Suddenly Mrs. Epstein’s eyes widened; she rose to her feet, drawing a corner of the table-cloth awry. “If it ain’t my Louie!”
Mr. Louis Epstein, a faithful replica of his mother, with close black hair that curled on his head like the nap of a Persian lamb, imprinted a large, moist kiss upon the maternal lips.
“Hello, maw! Didn’t you expect me?”
“Not till the ten-o’clock train, Louie. How’s papa?”
“He’th fine. I left him billing thom goods to Thpokane.”
“How’s business, Louie?”
“Not tho bad, but pa can’t get away yet for a week. The fall goods ain’t all out yet.”
“Ain’t it awful, the way that man is all for business, Mrs. Blondheim? This is my son Louie.”
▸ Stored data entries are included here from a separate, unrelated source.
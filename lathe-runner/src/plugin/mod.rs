//! Command plugins
//!
//! A plugin advertises the step command keywords it handles and executes them.
//! Steps reach plugins through the [`PluginRegistry`], which maps each keyword
//! to the plugin and method serving it.

pub(crate) mod registry;
mod scm;
mod shell;

pub use registry::{CommandBinding, PluginRegistry};
pub use scm::ScmPlugin;
pub use shell::ShellPlugin;

use anyhow::Result;
use async_trait::async_trait;
use futures::StreamExt;
use lathe_core::domain::log::LogEntry;
use lathe_core::domain::pipeline::StepParams;
use std::collections::HashMap;
use std::path::PathBuf;
use std::sync::Arc;

use crate::container::ContainerRuntime;
use crate::error::RegistryError;
use crate::log_buffer::LogBufferService;
use crate::process::{OutputStream, strip_control_chars};

/// Parameter carrying the workflow execution id, injected into every step
pub const WORKFLOW_EXECUTION_ID: &str = "workflowExecutionId";

/// Parameter carrying the stage container id, injected for containerized stages
pub const CONTAINER_ID: &str = "containerId";

/// Parameter a single-value step's value is passed under
pub const TEXT: &str = "text";

/// Services handed to plugins when they start
#[derive(Clone)]
pub struct PluginContext {
    pub logs: Arc<dyn LogBufferService>,
    pub containers: Arc<dyn ContainerRuntime>,
    pub workspace_dir: PathBuf,
}

/// A step command handler
#[async_trait]
pub trait Plugin: Send + Sync {
    /// Acquires whatever the plugin needs before it can serve calls
    async fn start(&mut self, ctx: &PluginContext) -> Result<()>;

    /// Releases the plugin's resources
    async fn stop(&self) -> Result<()>;

    /// Command keyword to method name
    fn list_methods(&self) -> HashMap<String, String>;

    /// Executes one of the advertised methods
    ///
    /// `Ok(None)` means the method completed without output.
    async fn invoke(&self, method: &str, params: &StepParams) -> Result<Option<String>>;
}

/// Registers the shell and scm plugins
pub async fn register_builtins(registry: &PluginRegistry) -> Result<(), RegistryError> {
    registry.register("shell", Box::new(ShellPlugin::new())).await?;
    registry.register("scm", Box::new(ScmPlugin::new())).await?;
    Ok(())
}

/// Looks up a parameter a method cannot run without
pub fn required<'a>(params: &'a StepParams, key: &str) -> Result<&'a str> {
    params
        .get(key)
        .ok_or_else(|| anyhow::anyhow!("missing required parameter '{}'", key))
}

/// Copies streamed output into the workflow's log buffer and collects it
///
/// Control characters are stripped from every line. The first error in the
/// stream ends collection and is returned.
pub async fn forward_output(
    mut output: OutputStream,
    logs: &dyn LogBufferService,
    workflow_id: Option<&str>,
) -> Result<String> {
    let mut lines = Vec::new();

    while let Some(item) = output.next().await {
        let line = strip_control_chars(&item?);
        if let Some(workflow_id) = workflow_id {
            logs.add_entry(workflow_id, LogEntry::info(line.clone()));
        }
        lines.push(line);
    }

    Ok(lines.join("\n"))
}
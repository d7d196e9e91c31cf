//! Source checkout plugin
//!
//! Serves `git` steps: clones a branch into the workspace, or pulls it when a
//! checkout of the same repository is already there.

use anyhow::{Context, Result};
use async_trait::async_trait;
use lathe_core::domain::log::LogEntry;
use lathe_core::domain::pipeline::StepParams;
use std::collections::HashMap;
use std::path::Path;
use tokio::process::Command;
use tracing::{debug, info};

use super::{Plugin, PluginContext, WORKFLOW_EXECUTION_ID, forward_output, required};
use crate::process::spawn_streaming;

#[derive(Default)]
pub struct ScmPlugin {
    ctx: Option<PluginContext>,
}

impl ScmPlugin {
    pub fn new() -> Self {
        Self::default()
    }

    async fn checkout(&self, params: &StepParams) -> Result<Option<String>> {
        let ctx = self
            .ctx
            .as_ref()
            .context("scm plugin has not been started")?;

        let url = required(params, "url")?;
        let branch = required(params, "branch")?;
        let workflow_id = params.get(WORKFLOW_EXECUTION_ID);

        if let Some(credentials_id) = params.get("credentialsId") {
            debug!(
                "Checkout of {} requests credentials '{}', using ambient git credentials",
                url, credentials_id
            );
        }

        let dir = repo_dir_name(url)?;
        let target = ctx.workspace_dir.join(dir);

        tokio::fs::create_dir_all(&ctx.workspace_dir)
            .await
            .context("Failed to create workspace directory")?;

        if let Some(workflow_id) = workflow_id {
            ctx.logs.add_entry(
                workflow_id,
                LogEntry::info(format!("Checking out {} ({})", url, branch)),
            );
        }

        if target.join(".git").exists() {
            info!("Updating existing checkout {}", target.display());
            self.git(ctx, &target, &["checkout", branch], workflow_id).await?;
            self.git(ctx, &target, &["pull", "origin", branch], workflow_id).await?;
        } else {
            info!("Cloning {} into {}", url, target.display());
            let target_arg = target.to_string_lossy();
            self.git(
                ctx,
                &ctx.workspace_dir,
                &["clone", "--branch", branch, url, &*target_arg],
                workflow_id,
            )
            .await?;
        }

        Ok(Some(format!("Cloned repo {} and branch {}", url, branch)))
    }

    async fn git(
        &self,
        ctx: &PluginContext,
        cwd: &Path,
        args: &[&str],
        workflow_id: Option<&str>,
    ) -> Result<String> {
        let mut command = Command::new("git");
        command.args(args).current_dir(cwd);

        let output = spawn_streaming(command, &format!("git {}", args[0]))?;
        forward_output(output, ctx.logs.as_ref(), workflow_id).await
    }
}

/// Directory a repository URL is checked out into
///
/// The last path segment of the URL without its `.git` suffix.
pub fn repo_dir_name(url: &str) -> Result<&str> {
    let trimmed = url.trim_end_matches('/');
    let segment = trimmed
        .rsplit(['/', ':'])
        .next()
        .unwrap_or(trimmed);
    let name = segment.strip_suffix(".git").unwrap_or(segment);

    if name.is_empty() || name == "." || name == ".." {
        anyhow::bail!("cannot derive a checkout directory from url '{}'", url);
    }
    Ok(name)
}

#[async_trait]
impl Plugin for ScmPlugin {
    async fn start(&mut self, ctx: &PluginContext) -> Result<()> {
        self.ctx = Some(ctx.clone());
        Ok(())
    }

    async fn stop(&self) -> Result<()> {
        Ok(())
    }

    fn list_methods(&self) -> HashMap<String, String> {
        HashMap::from([("git".to_string(), "checkout".to_string())])
    }

    async fn invoke(&self, method: &str, params: &StepParams) -> Result<Option<String>> {
        match method {
            "checkout" => self.checkout(params).await,
            other => anyhow::bail!("scm plugin has no method '{}'", other),
        }
    }
}
//! Integration Test: Sleep Prohibition
//!
//! **Policy**: Scheduler production code MUST NOT sleep. Deadlines are
//! `timeout_at`, waiting for work is a queue handoff, waiting for completion
//! is a `Notify`.
//! **Exceptions**: test code and the scripted mock engine.

use architectural_enforcement::{is_test_support, production_lines, rust_files, scheduler_src};

#[test]
fn test_no_sleep_in_production_code() {
    let src = scheduler_src();
    assert!(src.exists(), "scheduler sources not found at {}", src.display());

    let violations: Vec<String> = rust_files(&src)
        .iter()
        .filter(|path| !is_test_support(path))
        .flat_map(|path| production_lines(path))
        .filter(|line| line.code.contains("::sleep(") || line.code.contains(".sleep("))
        .map(|line| line.to_string())
        .collect();

    if !violations.is_empty() {
        eprintln!("\n❌ Sleep calls found in scheduler production code:\n");
        for violation in &violations {
            eprintln!("  ❌ {violation}");
        }
        eprintln!("\n✅ Wait on something instead:");
        eprintln!("  - tokio::time::timeout_at for deadlines");
        eprintln!("  - tokio::sync::Notify for completion");
        eprintln!("  - CancellationToken for cancellation");

        panic!("\nFound {} sleep violation(s) in production code.", violations.len());
    }
}

#[test]
fn test_no_polling_intervals() {
    let violations: Vec<String> = rust_files(&scheduler_src())
        .iter()
        .flat_map(|path| production_lines(path))
        .filter(|line| line.code.contains("tokio::time::interval"))
        .map(|line| line.to_string())
        .collect();

    assert!(
        violations.is_empty(),
        "Periodic polling found; dispatch is event driven:\n{}",
        violations.join("\n")
    );
}
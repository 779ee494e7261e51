//! Integration Test: Blocking I/O Prohibition
//!
//! **Policy**: Scheduler production code MUST NOT block a runtime worker.
//! Engine I/O goes through the async `EngineTransport`; the only blocking
//! file access is the configuration loader, which runs before requests are
//! served.

use std::path::Path;

use architectural_enforcement::{production_lines, rust_files, scheduler_src, CodeLine};

fn is_config_loader(path: &Path) -> bool {
    path.components().any(|c| c.as_os_str() == "config")
}

fn violation(line: &CodeLine) -> Option<&'static str> {
    let code = line.code.as_str();
    if (code.contains("std::fs") || code.contains("File::open")) && !is_config_loader(&line.path) {
        return Some("Blocking file I/O");
    }
    if code.contains("std::net") {
        return Some("Blocking network I/O");
    }
    if code.contains("std::process::Command") {
        return Some("Blocking process I/O");
    }
    if code.contains("std::io::stdin()") || code.contains("std::io::stdout()") {
        return Some("Blocking terminal I/O");
    }
    if code.contains("std::thread::sleep") || code.contains(".join()") {
        return Some("Blocking wait");
    }
    None
}

#[test]
fn test_no_blocking_io_in_production_code() {
    let src = scheduler_src();
    assert!(src.exists(), "scheduler sources not found at {}", src.display());

    let violations: Vec<String> = rust_files(&src)
        .iter()
        .flat_map(|path| production_lines(path))
        .filter_map(|line| violation(&line).map(|kind| format!("{kind}: {line}")))
        .collect();

    if !violations.is_empty() {
        eprintln!("\n❌ Blocking I/O found in scheduler production code:\n");
        for violation in &violations {
            eprintln!("  ❌ {violation}");
        }
        eprintln!("\n✅ Use the async equivalents:");
        eprintln!("  - EngineTransport for engine calls");
        eprintln!("  - tokio::fs, tokio::net, tokio::process");

        panic!(
            "\nFound {} blocking I/O violation(s) in production code.",
            violations.len()
        );
    }
}

#[test]
fn test_detector_flags_blocking_calls() {
    let line = |path: &str, code: &str| CodeLine {
        path: path.into(),
        number: 1,
        code: code.to_string(),
    };

    assert!(violation(&line("src/routing/scheduler.rs", "let s = std::net::TcpStream::connect(a);")).is_some());
    assert!(violation(&line("src/routing/scheduler.rs", "std::fs::read_to_string(p)")).is_some());
    assert!(violation(&line("src/config/mod.rs", "std::fs::read_to_string(p)")).is_none());
    assert!(violation(&line("src/routing/queue.rs", "self.queue.pop()")).is_none());
}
“Well, well, Mr. Epstein. I’ve heard a lot about you. I want you to meet my daughter Bella. You ought to make friends.”
“Yeth’m,” said Mr. Epstein.
* * * * *
Out on the clean-washed beach the sun glinted on the water and sent points of light dancing on the wavelets like bits of glass. Children in blue rompers burrowed and jangled their painted spades and pails; nursemaids planted umbrellas in the sand and watched their charges romp; parasols flashed past like gay-colored meteors.
In the white-capped surf bathers bobbed and shouted, and all along the shore-line the tide ran gently up the beach and down again, leaving a smooth, damp stretch of sand which soughed and sucked beneath the steps of the bathers.
Far out, where the waters were highest and the whitecaps maddest, Mr. Arnheim held Miss Sternberger about her slim waist and raised her high over each rushing breaker. They caught the swells and lay back against the heavy tow, letting the wavelets lap up to their chins.
Mr. Arnheim, with little rivulets running down his cheeks, shook the water out of his grayish hair and looked at her with salt-bitten, red-rimmed eyes.
“Gee!” he wheezed. “You’re a spunky little devil! Excuse me from the beach-walkers; I like ’em when they’re game like you.”
She danced about like an Amphitrite. “Who would be afraid of the water with a dandy swimmer like you?”
“This ain’t nothin’,” said Mr. Arnheim. “You ought to see me in still water. At Arverne last summer I was the talk of the place.”
They emerged from the water, dripping and heavy-footed. She wrung out her brief little skirts and stamped her feet on the sand. Mr. Arnheim hopped on one foot and then on the other, holding his head aslant. Then they stretched out on the white, sunbaked beach. Miss Sternberger loosened her hair and it showered about her.